Gross margin was 72% in the first and second quarters of 2008 and 67% in the second quarter of 2007. Gross margin was flat on a sequential basis despite higher revenue primarily due to product mix; sales of surface inspection systems represented a higher percentage of total revenue in the second quarter of 2008 than in the prior quarter. The increase in the gross margin percentage year-on-year is due to the 2007 charge of
126 000 in cost of goods sold related to excess inventory.
Research, Development & Engineering (R, 0 & E) spending in the second quarter of 2008 increased 18% from the second quarter of 2007 and 4% from the prior quarter. The increase in R, 0 & E spending, both year-on-year and sequentially, is due to additional headcount and a higher bonus accrual.

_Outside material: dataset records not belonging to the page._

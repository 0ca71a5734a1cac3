//! Local chat-completions server answering from a queue of canned JSON bodies.
//!
//! Serves both the OpenAI path and the Azure deployment path so either client
//! flavour can be pointed at it.

use axum::extract::{Path, State};
use axum::http::{HeaderMap, StatusCode};
use axum::{routing::post, Json, Router};
use serde_json::Value;
use std::collections::VecDeque;
use std::net::SocketAddr;
use std::sync::{Arc, Mutex};
use tokio::net::TcpListener;

/// One request as seen by the server.
#[derive(Debug, Clone)]
pub struct RecordedRequest {
    pub authorization: Option<String>,
    pub api_key: Option<String>,
    pub deployment: Option<String>,
    pub body: Value,
}

#[derive(Clone)]
struct MockServerState {
    responses: Arc<Mutex<VecDeque<Value>>>,
    requests: Arc<Mutex<Vec<RecordedRequest>>>,
}

fn header(headers: &HeaderMap, name: &str) -> Option<String> {
    headers
        .get(name)
        .and_then(|v| v.to_str().ok())
        .map(str::to_string)
}

fn respond(state: &MockServerState, request: RecordedRequest) -> Result<Json<Value>, StatusCode> {
    log::debug!("Mock LLM server received: {}", request.body);
    state.requests.lock().unwrap().push(request);

    match state.responses.lock().unwrap().pop_front() {
        Some(body) => Ok(Json(body)),
        None => {
            log::error!("Mock LLM server ran out of responses");
            Err(StatusCode::SERVICE_UNAVAILABLE)
        }
    }
}

async fn openai_handler(
    State(state): State<MockServerState>,
    headers: HeaderMap,
    Json(body): Json<Value>,
) -> Result<Json<Value>, StatusCode> {
    let request = RecordedRequest {
        authorization: header(&headers, "authorization"),
        api_key: header(&headers, "api-key"),
        deployment: None,
        body,
    };
    respond(&state, request)
}

async fn azure_handler(
    State(state): State<MockServerState>,
    Path(deployment): Path<String>,
    headers: HeaderMap,
    Json(body): Json<Value>,
) -> Result<Json<Value>, StatusCode> {
    let request = RecordedRequest {
        authorization: header(&headers, "authorization"),
        api_key: header(&headers, "api-key"),
        deployment: Some(deployment),
        body,
    };
    respond(&state, request)
}

pub struct MockLLMServer {
    addr: SocketAddr,
    shutdown_tx: tokio::sync::oneshot::Sender<()>,
    recorded_requests: Arc<Mutex<Vec<RecordedRequest>>>,
}

impl MockLLMServer {
    pub async fn start(responses: Vec<Value>) -> Self {
        let state = MockServerState {
            responses: Arc::new(Mutex::new(VecDeque::from(responses))),
            requests: Arc::new(Mutex::new(Vec::new())),
        };
        let recorded_requests = state.requests.clone();

        let app = Router::new()
            .route("/v1/chat/completions", post(openai_handler))
            .route("/openai/deployments/{deployment}/chat/completions", post(azure_handler))
            .with_state(state);

        let listener = TcpListener::bind("127.0.0.1:0")
            .await
            .unwrap_or_else(|e| panic!("Failed to bind mock server: {}", e));
        let addr = listener.local_addr().unwrap();
        log::info!("Mock LLM server listening on {}", addr);

        let (shutdown_tx, shutdown_rx) = tokio::sync::oneshot::channel::<()>();
        tokio::spawn(async move {
            axum::serve(listener, app)
                .with_graceful_shutdown(async {
                    shutdown_rx.await.ok();
                })
                .await
                .unwrap_or_else(|e| log::error!("Mock LLM server error: {}", e));
        });

        MockLLMServer {
            addr,
            shutdown_tx,
            recorded_requests,
        }
    }

    pub fn address(&self) -> String {
        format!("http://{}", self.addr)
    }

    pub fn get_requests(&self) -> Vec<RecordedRequest> {
        self.recorded_requests.lock().unwrap().clone()
    }

    pub async fn shutdown(self) {
        if self.shutdown_tx.send(()).is_err() {
            log::warn!("Mock LLM server already stopped");
        }
        tokio::time::sleep(std::time::Duration::from_millis(50)).await;
    }
}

Selling, General & Administrative (S, G & A) spending in the second quarter of 2008 increased 14% from the second quarter of 2007 and 6% from the prior quarter. The increase in S, G & A spending year-on-year is due to additional headcount, primarily in sales and marketing personnel, and their related commissions and travel costs, a higher bonus accrual incremental legal fees, and the impact of foreign exchange rates on the company international operations. On a sequential basis, S, G & A spending increased due to the items noted above as well as higher stock option expenses as the first quarter had a credit for stock option forfeitures. These increased costs were partially offset by lower sales meetings and outside service fees.